🤖 AI Summary
Existing code localization methods ignore developers’ long-term memory of codebases—such as module functionality and defect–fix location associations—forcing task-specific reasoning from scratch. Method: We propose a non-parametric, repository-level long-term memory mechanism grounded in commit history. By analyzing historical commits, issue–commit links, and active module summaries, it automatically discovers code evolution patterns and defect distribution regularities, constructing a retrievable external memory store. This memory is integrated into the LocAgent framework for the first time, enabling memory-augmented localization reasoning. Contribution/Results: Our approach achieves significant improvements over state-of-the-art methods on both SWE-bench-verified and SWE-bench-live benchmarks, empirically demonstrating that long-term memory is critical for enhancing performance in complex software engineering tasks.
📝 Abstract
Code localization is a fundamental challenge in repository-level software engineering tasks such as bug fixing. While existing methods equip language agents with comprehensive tools/interfaces to fetch information from the repository, they overlook the critical aspect of memory, where each instance is typically handled from scratch assuming no prior repository knowledge. In contrast, human developers naturally build long-term repository memory, such as the functionality of key modules and associations between various bug types and their likely fix locations.
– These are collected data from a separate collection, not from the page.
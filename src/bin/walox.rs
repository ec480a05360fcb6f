//! Interpreter command-line.
//!
//! When called without a script it drops into an interactive read-evaluate-print loop, where the
//! value of a trailing expression statement is echoed and errors do not end the session.
//!
//! Set `RUST_LOG` (e.g. `RUST_LOG=walox=debug`) to trace the pipeline on stderr.

use std::fs;
use std::io;
use std::io::prelude::*;
use std::path::{Path, PathBuf};
use std::process;

use anyhow::Context;
use clap::Parser;

use walox::interpreter::{Interpreter, LoxError};

/// Tree-walking interpreter for a subset of Lox.
#[derive(Parser, Debug)]
#[command(version, about, long_about = None)]
struct Args {
    /// Print the syntax tree of each statement before running it.
    #[arg(long)]
    dump_ast: bool,

    /// Script to run.  Starts an interactive session when omitted.
    script: Option<PathBuf>,
}

fn main() -> Result<(), anyhow::Error> {
    init_tracing();
    let args = Args::parse();

    match &args.script {
        Some(path) => run_file(path, args.dump_ast),
        None => run_prompt(args.dump_ast).context("interactive session failed"),
    }
}

/// Installs a stderr subscriber when `RUST_LOG` is set.
fn init_tracing() {
    use tracing_subscriber::{fmt, prelude::*, EnvFilter};

    if std::env::var("RUST_LOG").is_ok() {
        tracing_subscriber::registry()
            .with(
                fmt::layer()
                    .with_writer(io::stderr)
                    .with_target(true)
                    .with_level(true),
            )
            .with(EnvFilter::from_default_env())
            .init();
    }
}

fn run_file(path: &Path, dump_ast: bool) -> Result<(), anyhow::Error> {
    let source = fs::read_to_string(path)
        .with_context(|| format!("failed to read {}", path.display()))?;

    let mut interp_stdout = io::stdout();
    let mut interp = Interpreter::new(&mut interp_stdout);

    if let Err(e) = run_source(&mut interp, &source, dump_ast) {
        eprintln!("{}", e);
        process::exit(e.exit_code());
    }
    Ok(())
}

fn run_prompt(dump_ast: bool) -> Result<(), io::Error> {
    let stdin = io::stdin();
    let mut repl_stdout = io::stdout();
    let mut interp_stdout = io::stdout();

    let mut interp = Interpreter::new(&mut interp_stdout).interactive(true);

    let mut input = String::new();
    loop {
        repl_stdout.write_all(b"> ")?;
        repl_stdout.flush()?;

        input.clear();
        let nbytes = stdin.read_line(&mut input)?;
        if nbytes == 0 {
            break;
        }

        if let Err(e) = run_source(&mut interp, &input, dump_ast) {
            eprintln!("{}", e);
        }
    }

    Ok(())
}

fn run_source<W: Write>(
    interp: &mut Interpreter<'_, W>,
    source: &str,
    dump_ast: bool,
) -> Result<(), LoxError> {
    let prg = interp.parse(source)?;
    if dump_ast {
        for stmt in &prg {
            eprintln!("{}", stmt);
        }
    }
    interp.execute(&prg)
}
//! Scheduled weather polling.
//!
//! Queries every configured source concurrently, either once or on a fixed
//! interval.

use futures::future::join_all;
use tokio::time::{interval, Duration, MissedTickBehavior};
use tracing::{debug, info, warn};

use crate::weather::source::WeatherSource;
use crate::Result;

/// Result of one source in one poll.
#[derive(Debug)]
pub struct PollOutcome {
    /// Region code of the source.
    pub region_code: String,
    /// Formatted weather line or the error that stopped it.
    pub result: Result<String>,
}

/// Weather poller over a fixed set of sources.
pub struct WeatherPoller {
    sources: Vec<WeatherSource>,
    interval: Duration,
}

impl WeatherPoller {
    /// Create a poller. A zero interval polls a single time.
    pub fn new(sources: Vec<WeatherSource>, interval: Duration) -> Self {
        Self { sources, interval }
    }

    /// Sources polled by this poller.
    pub fn sources(&self) -> &[WeatherSource] {
        &self.sources
    }

    /// Query every source concurrently. Outcomes keep the source order.
    pub async fn poll_once(&self) -> Vec<PollOutcome> {
        debug!("Polling {} source(s)", self.sources.len());

        let results = join_all(self.sources.iter().map(|source| source.get_weather())).await;

        self.sources
            .iter()
            .zip(results)
            .map(|(source, result)| PollOutcome {
                region_code: source.region_code().to_string(),
                result,
            })
            .collect()
    }

    /// Poll and print results to stdout.
    ///
    /// With a zero interval this polls once and returns the number of failed
    /// sources. Otherwise it polls forever.
    pub async fn run(&self) -> usize {
        if self.interval.is_zero() {
            return print_outcomes(self.poll_once().await);
        }

        info!(
            "Weather poller started (interval: {} seconds)",
            self.interval.as_secs()
        );

        let mut timer = interval(self.interval);
        timer.set_missed_tick_behavior(MissedTickBehavior::Delay);

        loop {
            timer.tick().await;
            print_outcomes(self.poll_once().await);
        }
    }
}

/// Print successes, log failures, and return the failure count.
fn print_outcomes(outcomes: Vec<PollOutcome>) -> usize {
    let mut failures = 0;
    for outcome in outcomes {
        match outcome.result {
            Ok(line) => println!("{line}"),
            Err(e) => {
                warn!("Failed to get weather for {}: {}", outcome.region_code, e);
                failures += 1;
            }
        }
    }
    failures
}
In this work, we augment language agents with such memory by leveraging a repository's commit history - a rich yet underutilized resource that chronicles the codebase's evolution. We introduce tools that allow the agent to retrieve from a non-parametric memory encompassing recent historical commits and linked issues, as well as functionality summaries of actively evolving parts of the codebase identified via commit patterns. We demonstrate that augmenting such a memory can significantly improve LocAgent, a state-of-the-art localization framework, on both SWE-bench-verified and the more recent SWE-bench-live benchmarks. Our research contributes towards developing agents that can accumulate and leverage past experience for long-horizon tasks, more closely emulating the expertise of human developers.